Heureusement, son acolyte est plus conciliant entre deux feuilles de salade : « Ça fait vingt ans que je fais des COP, nous confie Kishan Kumarsingh, arrivé la nuit dernière de Trinité-et-Tobago. Cette année, c’est encore plus significatif car c’est l’aboutissement de plusieurs années de négociations. » Malheureusement, il n’a aucun scoop à nous donner sur l’avancement des pourparlers car « aujourd’hui, on écoute les leaders et nous utiliserons leurs discours comme guide pour les négociations, qui commenceront demain. »

Siestes, charme latin et retour à pied

S’il n’y avait qu’un reproche à faire à l’organisation de la COP21, c’est qu’il manque clairement un espace sieste. En début d’après-midi, certains piquent du nez, fatigués par une nuit passée dans l’avion. Certes, il y a des espaces méditation, mais sans coussins.

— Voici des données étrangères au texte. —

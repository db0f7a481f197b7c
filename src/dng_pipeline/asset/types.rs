//! Asset and sample types

use std::collections::BTreeMap;
use std::fmt;

use crate::dng_pipeline::metadata::{FrameRate, Orientation};

/// Metadata key for the camera manufacturer.
pub const KEY_MAKE: &str = "com.apple.quicktime.make";
/// Metadata key for the camera model.
pub const KEY_MODEL: &str = "com.apple.quicktime.model";
/// Metadata key for the recording software or firmware.
pub const KEY_SOFTWARE: &str = "com.apple.quicktime.software";

/// Four-character code used for atom types and codec identifiers.
#[derive(Clone, Copy, PartialEq, Eq, Hash)]
pub struct FourCc(pub [u8; 4]);

impl FourCc {
    pub const PRORES_RAW: FourCc = FourCc(*b"aprn");
    pub const PRORES_RAW_HQ: FourCc = FourCc(*b"aprh");

    pub const fn new(code: &[u8; 4]) -> Self {
        Self(*code)
    }

    pub fn from_u32(value: u32) -> Self {
        Self(value.to_be_bytes())
    }

    pub fn is_prores_raw(&self) -> bool {
        *self == Self::PRORES_RAW || *self == Self::PRORES_RAW_HQ
    }
}

impl fmt::Display for FourCc {
    fn fmt(&self, f: &mut fmt::Formatter<'_>) -> fmt::Result {
        for &b in &self.0 {
            let c = if b.is_ascii_graphic() || b == b' ' { b as char } else { '.' };
            write!(f, "{}", c)?;
        }
        Ok(())
    }
}

impl fmt::Debug for FourCc {
    fn fmt(&self, f: &mut fmt::Formatter<'_>) -> fmt::Result {
        write!(f, "FourCc({})", self)
    }
}

/// Start point of the asset's timecode track.
#[derive(Debug, Clone, Copy, PartialEq, Eq)]
pub struct TimecodeTrack {
    /// Frame counter of the first video frame.
    pub start_frame: u64,
    /// Nominal whole frames per second of the timecode.
    pub frames_per_second: u32,
    pub drop_frame: bool,
}

/// Container-level description of the selected video track.
#[derive(Debug, Clone, PartialEq)]
pub struct AssetInfo {
    pub codec: FourCc,
    pub width: u32,
    pub height: u32,
    /// Sample depth declared by the container, when meaningful as a sensor depth.
    pub depth: Option<u16>,
    pub frame_count: u64,
    pub timescale: u32,
    /// Duration of the first sample in `timescale` units.
    pub frame_duration: Option<u32>,
    pub orientation: Orientation,
    pub timecode: Option<TimecodeTrack>,
    /// String metadata, keyed by reverse-DNS QuickTime keys.
    pub metadata: BTreeMap<String, String>,
}

impl AssetInfo {
    pub fn frame_rate(&self) -> Option<FrameRate> {
        match self.frame_duration {
            Some(duration) if duration > 0 && self.timescale > 0 => {
                Some(FrameRate::new(self.timescale, duration))
            }
            _ => None,
        }
    }

    pub fn make(&self) -> Option<&str> {
        self.metadata.get(KEY_MAKE).map(String::as_str)
    }

    pub fn model(&self) -> Option<&str> {
        self.metadata.get(KEY_MODEL).map(String::as_str)
    }
}

/// One compressed frame as stored in the container.
#[derive(Debug, Clone, PartialEq, Eq)]
pub struct CompressedSample {
    pub index: u64,
    pub data: Vec<u8>,
    /// Decode timestamp in track timescale units.
    pub decode_time: u64,
    pub duration: u32,
}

#lafatigue (A.Chauvet/20 Minutes)

Ne pas confondre. (A.Chauvet/20 Minutes)

Du côté de la « zone bleue », on croise beaucoup de gens munis de leur badge rose « Party ». Ça ne veut pas dire qu’ils organisent des fêtes, mais qu’ils font partie des délégations officielles. Mais attention, parmi ces badges, tous ne sont pas négociateurs : il y a ceux qui tiennent le stand du pays (on soupçonne d’ailleurs certains d’avoir recyclé les stands de l’Expo universelle de Milan), ceux qui tiennent les registres, ceux qui tiennent les murs…

Le stand de l’Inde, le clou du spectacle avec ses jets d’eau. (A.Chauvet/20 Minutes)

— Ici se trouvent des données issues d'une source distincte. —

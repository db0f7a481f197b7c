use std::collections::HashMap;
use std::path::{Path, PathBuf};
use std::sync::Mutex;

use anyhow::{Context, bail};
use clap::{Parser, Subcommand};
use indicatif::{MultiProgress, ProgressBar, ProgressStyle};
use tracing::{error, info};

use prawdec_rs::dng_pipeline::asset::AssetOpener;
use prawdec_rs::dng_pipeline::dng::{DngFile, tags};
use prawdec_rs::dng_pipeline::metadata::Timecode;
use prawdec_rs::dng_pipeline::{
    BayerPattern, ConversionConfig, ConversionQueue, ConversionStatus, Converter, MovAssetOpener,
    SampleLayout,
};
use prawdec_rs::logger;

#[derive(Debug, Parser)]
#[command(
    name = "prawdec",
    version,
    about = "Convert ProRes RAW clips into CinemaDNG sequences"
)]
struct Cli {
    /// Show per-frame logging output.
    #[arg(long, global = true)]
    verbose: bool,

    #[command(subcommand)]
    command: Commands,
}

#[derive(Debug, Subcommand)]
enum Commands {
    /// Convert one or more clips into DNG sequences.
    Convert {
        /// Input clips (.mov).
        #[arg(required = true)]
        inputs: Vec<PathBuf>,
        /// Output directory. With several inputs each clip gets a
        /// subdirectory named after its file stem.
        #[arg(long)]
        out: PathBuf,
        /// DNG sample layout (packed, widened16).
        #[arg(long, default_value_t = SampleLayout::Packed)]
        layout: SampleLayout,
        /// CFA pattern of the sensor (rggb, bggr, grbg, gbrg).
        #[arg(long, default_value_t = BayerPattern::Rggb)]
        pattern: BayerPattern,
        /// Sensor bit depth to use instead of the container's.
        #[arg(long)]
        bits_per_sample: Option<u16>,
        /// Camera model used when the clip names none.
        #[arg(long)]
        camera_model: Option<String>,
        /// File name prefix (defaults to the input file stem).
        #[arg(long)]
        prefix: Option<String>,
        /// Minimum number of digits in the frame index.
        #[arg(long, default_value_t = 6)]
        index_width: usize,
        /// Largest accepted frame width or height.
        #[arg(long, default_value_t = 16_384)]
        max_dimension: u32,
        /// Fail instead of replacing existing DNG files.
        #[arg(long)]
        no_clobber: bool,
    },
    /// Print what the converter sees in a clip.
    Probe {
        input: PathBuf,
    },
    /// Dump the IFD0 tags of a DNG file.
    Inspect {
        input: PathBuf,
    },
}

fn main() -> anyhow::Result<()> {
    let cli = Cli::parse();
    logger::init(if cli.verbose { "debug" } else { "warn" });

    match cli.command {
        Commands::Convert {
            inputs,
            out,
            layout,
            pattern,
            bits_per_sample,
            camera_model,
            prefix,
            index_width,
            max_dimension,
            no_clobber,
        } => {
            let config = ConversionConfig::builder()
                .sample_layout(layout)
                .bayer_pattern(pattern)
                .assume_bits_per_sample(bits_per_sample)
                .camera_model(camera_model)
                .file_prefix(prefix)
                .index_width(index_width)
                .max_dimension(max_dimension)
                .overwrite(!no_clobber)
                .build();
            convert(config, &inputs, &out)
        }
        Commands::Probe { input } => probe(&input),
        Commands::Inspect { input } => inspect(&input),
    }
}

fn output_dir_for(input: &Path, out: &Path, several: bool) -> PathBuf {
    match input.file_stem() {
        Some(stem) if several => out.join(stem),
        _ => out.to_path_buf(),
    }
}

fn convert(config: ConversionConfig, inputs: &[PathBuf], out: &Path) -> anyhow::Result<()> {
    let queue = ConversionQueue::new(Converter::new(config));
    let mut names = HashMap::new();
    for input in inputs {
        let id = queue.add(input, output_dir_for(input, out, inputs.len() > 1));
        names.insert(id, input.display().to_string());
    }

    let style = ProgressStyle::with_template("{spinner:.green} {bar:40.cyan/blue} {percent:>3}% {msg}")?
        .progress_chars("##-");
    let multi = MultiProgress::new();
    let bars: Mutex<HashMap<u64, ProgressBar>> = Mutex::new(HashMap::new());

    let items = queue.run(move |item| {
        let Ok(mut bars) = bars.lock() else {
            return;
        };
        let bar = bars.entry(item.id).or_insert_with(|| {
            let bar = multi.add(ProgressBar::new(1_000));
            bar.set_style(style.clone());
            bar.set_message(item.input.display().to_string());
            bar
        });
        bar.set_position((item.progress * 1_000.0).round() as u64);
        match &item.status {
            ConversionStatus::Completed => bar.finish_with_message(format!("{} done", item.input.display())),
            ConversionStatus::Cancelled => bar.abandon_with_message(format!("{} cancelled", item.input.display())),
            ConversionStatus::Failed(reason) => bar.abandon_with_message(format!("{} failed: {}", item.input.display(), reason)),
            ConversionStatus::Pending | ConversionStatus::Converting => {}
        }
    });

    let mut failed = 0;
    for item in &items {
        let name = names.get(&item.id).map(String::as_str).unwrap_or("?");
        match &item.status {
            ConversionStatus::Completed => {
                info!(input = name, frames = item.frames_written, "Converted");
                println!("{}: {} frame(s) -> {}", name, item.frames_written, item.output_dir.display());
            }
            status => {
                failed += 1;
                error!(input = name, "{}", status);
                eprintln!("{}: {}", name, status);
            }
        }
    }

    if failed > 0 {
        bail!("{} of {} clip(s) did not convert", failed, items.len());
    }
    Ok(())
}

fn probe(input: &Path) -> anyhow::Result<()> {
    let reader = MovAssetOpener::new()
        .open(input)
        .with_context(|| format!("probing {}", input.display()))?;
    let info = reader.info();

    println!("file:        {}", input.display());
    println!("codec:       {}", info.codec);
    println!("dimensions:  {}x{}", info.width, info.height);
    match info.depth {
        Some(depth) => println!("depth:       {} bits", depth),
        None => println!("depth:       unknown"),
    }
    println!("frames:      {}", info.frame_count);
    if let Some(rate) = info.frame_rate() {
        println!("frame rate:  {}", rate);
    }
    println!("orientation: {:?}", info.orientation);
    if let Some(tc) = info.timecode
        && tc.frames_per_second > 0
    {
        let start = Timecode::from_frame_number(tc.start_frame, tc.frames_per_second, tc.drop_frame);
        println!("timecode:    {} @ {} fps", start, tc.frames_per_second);
    }
    for (key, value) in &info.metadata {
        println!("{}: {}", key, value);
    }
    Ok(())
}

fn inspect(input: &Path) -> anyhow::Result<()> {
    let dng = DngFile::read(input).with_context(|| format!("reading {}", input.display()))?;
    println!("{} ({:?})", input.display(), dng.byte_order());
    for (tag, value) in dng.tags() {
        let name = tags::tag_name(tag).unwrap_or("Unknown");
        println!("{:>6} {:<26} {}", tag, name, value);
    }
    Ok(())
}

Il y a aussi ceux, nombreux, qui sont venus pour faire du lobbying comme Jon Petter Gintal, magnifiquement vêtu d’un habit traditionnel lapon. « Je représente le peuple sami, nous venons faire pression sur les politiciens pour que les droits des peuples indigènes, leurs traditions, leur connaissance de la nature, soit inclus dans l’accord », nous explique-t-il.

Les traditions lapones. (A.Chauvet/20 Minutes)

Dans les allées, on croise aussi des chefs de gouvernement glamour ou des Prix Nobel de la paix.

Dehors, Nina fume une cigarette. Elle aussi a un badge rose, mais c’est sa première COP et elle n’ose pas trop nous parler. Elle fait partie de la délégation norvégienne et participera aux négociations. Mais on en parlera demain, nous promet-elle. On remballe donc nos petites affaires et on se dirige vers la navette qui doit nous ramener au RER. Sauf que non. Bon. Ça ira mieux demain.